Cuba sin Fidel | SapiensBox

A un año sin Fidel, Cuba parece palpitar a un ritmo melancólico.

Aquella noche del 25 de noviembre de 2016 en la Habana se daría a conocer la muerte de quien puso a Cuba en el tablero internacional en otra noche del 25 de noviembre, pero de 1956, cuando desde Tuxpan, Veracruz, un grupo de rebeldes zarparían de forma clandestina para hacer una revolución.

Después de derrocar al régimen de Batista en 1959, Fidel Castro se convertiría en su “líder máximo”, establecería un gobierno de inspiración comunista, estatista y centralizado, que marcaría el destino de la isla hasta nuestros días. Decidiría cada detalle, desde el color del uniforme que los soldados cubanos vestirían en Angola hasta la supervisión de un programa para criar una superrraza de vacas lecheras.

La vida cotidiana durante el régimen castrista, como en cualquier otro Estado socialista, era una vida sumergida en el paternalismo, en una deuda de gratitud que los cubanos tenían por la educación, la salud, el alimento y el bienestar general recibido por parte del gobierno, de ahí que el Estado cubano gozara por muchos años de un alto apoyo popular, sin el que hubiera sido insostenible cualquier revolución por más de 50 años.

Luego de la disolución de la URSS, Cuba se vio en el espejo de su realidad, y sin el subsidio soviético, el régimen cubano entró en una profunda crisis económica que continua hasta hoy.

A medida que la provisión estatal de alimentos, medicinas y empleos se debilitaba, aparecían formas alternativas de ganarse la vida en la isla. El robo de recursos del Estado, la búsqueda de trabajo en el sector turístico y los “matrimonios” con extranjeros fueron algunas de las vías por las que algunos cubanos lograron -en mayor o menor medida- salir de la pobreza.

Mientras la crisis económica se agudizaba, aumentaba el descontento popular. Para 2008, Fidel Castro cedió el gobierno a su hermano Raúl, un personaje al que Fidel le fabricó una biografía para convertirlo en su escudero. Raúl Castro no se distinguía propiamente por su carisma, sus lecturas o por su capacidad de llevar a buen puerto el experimento de la Revolución, su única virtud parecía ser la que los paranoicos valoran por encima de todas: la lealtad.

Raúl Castro fue un continuador más que un reformador de la Revolución, sin embargo, implementó una serie de cambios graduales que evitaron la implosión dentro del sistema y lo alejaron del estigma de líder de mano dura. Empujó el restablecimiento de relaciones con EE.UU., su antagonista durante la época más dura de la Revolución, autorizó a los cubanos salir legalmente de la isla hasta por dos años y permitió a sus ciudadanos emplearse en el sector privado.

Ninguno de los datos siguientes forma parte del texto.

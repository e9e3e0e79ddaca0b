//! # Mirrorsync Engine
//!
//! Event-driven synchronization of a local mirror with an orchestration
//! platform.
//!
//! This crate provides:
//! - Per-channel event consumers over a message bus abstraction
//! - A category → handler dispatcher with a fixed standard table
//! - Pull-and-reconcile synchronizers, one per resource family
//! - Point status updates for lifecycle events
//! - Timer-driven polling of long-running platform jobs
//! - Platform (HTTP and in-memory) and mirror store boundaries
//!
//! ## Architecture
//!
//! ```text
//! MessageBus → consumer → decode → classify → Dispatcher
//!                                              ├─ ResourceSync (full / scoped)
//!                                              ├─ StateUpdater
//!                                              └─ JobPoller (detached)
//! ```
//!
//! ## Key Invariants
//!
//! - `uuid` is the only join key between mirror and platform
//! - Re-running a sync against unchanged platform state writes nothing
//! - Syncs of one family never interleave
//! - No event ever stops a consumer; failures are logged and dropped
//! - Every event runs under its own system context

#![deny(unsafe_code)]
#![warn(missing_docs)]
#![warn(clippy::unwrap_used, clippy::expect_used, clippy::panic)]

mod config;
mod context;
mod dispatch;
mod engine;
mod error;
mod family;
mod handlers;
mod http;
mod platform;
mod poller;
mod status;
mod store;
mod sync;
mod transport;
mod updater;

pub use config::{ChannelConfig, EngineConfig, PollConfig, ResubscribePolicy};
pub use context::{ContextProvider, Principal, Role, SystemContext, SystemPrincipalProvider};
pub use dispatch::{DispatchOutcome, Dispatcher, DispatcherBuilder, NOOP_CATEGORIES};
pub use engine::{EngineHandle, EngineState, EngineStats, EventEngine};
pub use error::{SyncError, SyncResult};
pub use family::ResourceFamily;
pub use handlers::{
    EventHandler, FamilyResyncHandler, FullResyncHandler, InstanceLifecycleHandler,
    NetworkEventHandler, NoopHandler, SessionFilteredHandler, SharedUpdater, VolumeEventHandler,
};
pub use http::{ApiTransport, HttpPlatformClient};
pub use platform::{ListRequest, MemoryPlatform, PlatformClient, ResourceDescriptor};
pub use poller::{poll_until_done, JobOutcome, JobPoller, PollStatus, SyncJob};
pub use status::LifecycleStatus;
pub use store::{MemoryMirrorStore, MirrorStore, ResourceMirror};
pub use sync::{FamilySynchronizer, ResourceSync, SyncRegistry, SyncReport};
pub use transport::{Delivery, InMemoryBus, MessageBus, Subscription};
pub use updater::{error_message, StateChange, StateUpdater};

Mientras tanto, Fidel se resignó a ser consejero de su hermano en asuntos de gobierno. Durante muchos años corrió el rumor de su muerte, hasta que el mismo Castro lo desmentía colgando en el Gramna -el periódico oficialista cubano- alguna fotografía suya recibiendo a distintas personalidades en su casa en la Habana.

El día de su muerte, Cuba recibió la noticia con incredulidad, alguien que había transformado radicalmente la vida de tantas personas no podía morir así de pronto, pero con el susurro de la noche llegaba también la hora final. Después de un año sin Fidel, Cuba parece palpitar a un ritmo melancólico, entre el recuerdo de los años gloriosos de la Revolución y la inquietud de una Cuba sin la dinastía de los Castro.

Hoy en día quedan muy pocos entusiastas del sistema, pero se mantiene la excepcionalidad cubana en los relatos de la gente, en los que se enfatizan tanto los placeres como las molestias de vivir en una sociedad comunista, que no se resigna a morir.